Eight Minutes and Forty-Two Seconds

I’ve just returned from taking part in a vigil for Black Lives Matter. Twenty of us stood around the bandstand in the park in silence, one or two carrying placards while others took the knee, and there we remained for eight minutes and forty-two seconds. Even though I was standing and not kneeling it felt much longer, more like a quarter of an hour, so imagine what it feels like to have someone’s knee on your neck for that length of time. George Floyd called out ‘I can’t breathe’ about twenty times during that period – and at the end of eight minutes and forty-two seconds he died, while after my eight minutes and forty-two seconds I went home to my family.

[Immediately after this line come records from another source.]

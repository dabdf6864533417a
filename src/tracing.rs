//! Logging setup
//!
//! Configure via RUST_LOG environment variable:
//! - `RUST_LOG=debug` - all debug logs
//! - `RUST_LOG=dotfield::update=trace` - every message through the frame driver
//! - `RUST_LOG=dotfield::runtime=debug` - window events and frame timing
//!
//! # Log Files
//!
//! Logs are written to `~/.config/dotfield/logs/dotfield.log` with daily rotation.
//! File logging uses debug level regardless of RUST_LOG.

use tracing_subscriber::{fmt, layer::SubscriberExt, util::SubscriberInitExt, EnvFilter, Layer};

use crate::config_paths::LOG_FILE_PREFIX;

/// Initialize tracing subscriber with console and file logging
///
/// Console output respects RUST_LOG and defaults to `warn`.
/// Pass `file_logging = false` for short-lived tools that should not touch the
/// config directory.
pub fn init(file_logging: bool) {
    let console_filter =
        EnvFilter::try_from_default_env().unwrap_or_else(|_| EnvFilter::new("warn"));

    let console_layer = fmt::layer()
        .with_target(true)
        .with_line_number(true)
        .with_filter(console_filter);

    let file_layer = if file_logging {
        match crate::config_paths::ensure_logs_dir() {
            Ok(logs_dir) => {
                let file_appender = tracing_appender::rolling::daily(logs_dir, LOG_FILE_PREFIX);
                Some(
                    fmt::layer()
                        .with_writer(file_appender)
                        .with_ansi(false)
                        .with_target(true)
                        .with_line_number(true)
                        .with_filter(EnvFilter::new("debug")),
                )
            }
            Err(e) => {
                eprintln!("Warning: Could not initialize file logging: {}", e);
                None
            }
        }
    } else {
        None
    };

    tracing_subscriber::registry()
        .with(console_layer)
        .with(file_layer)
        .init();
}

I keep thinking about some sort of artistic response to this. I don’t want either to jump on a bandwagon or to do something which might count as cultural appropriation, since this is not my story to tell. But my response is my own, and is as much personal as it is collective. So it requires some thought – but I think a poem may emerge at some point. I also want to think about what was going through the mind of the police officer. Why do people think it’s OK to behave like this? What are they thinking? Or are they not thinking at all, only reacting?

A propos of all which, I was greatly cheered this morning to see this news item.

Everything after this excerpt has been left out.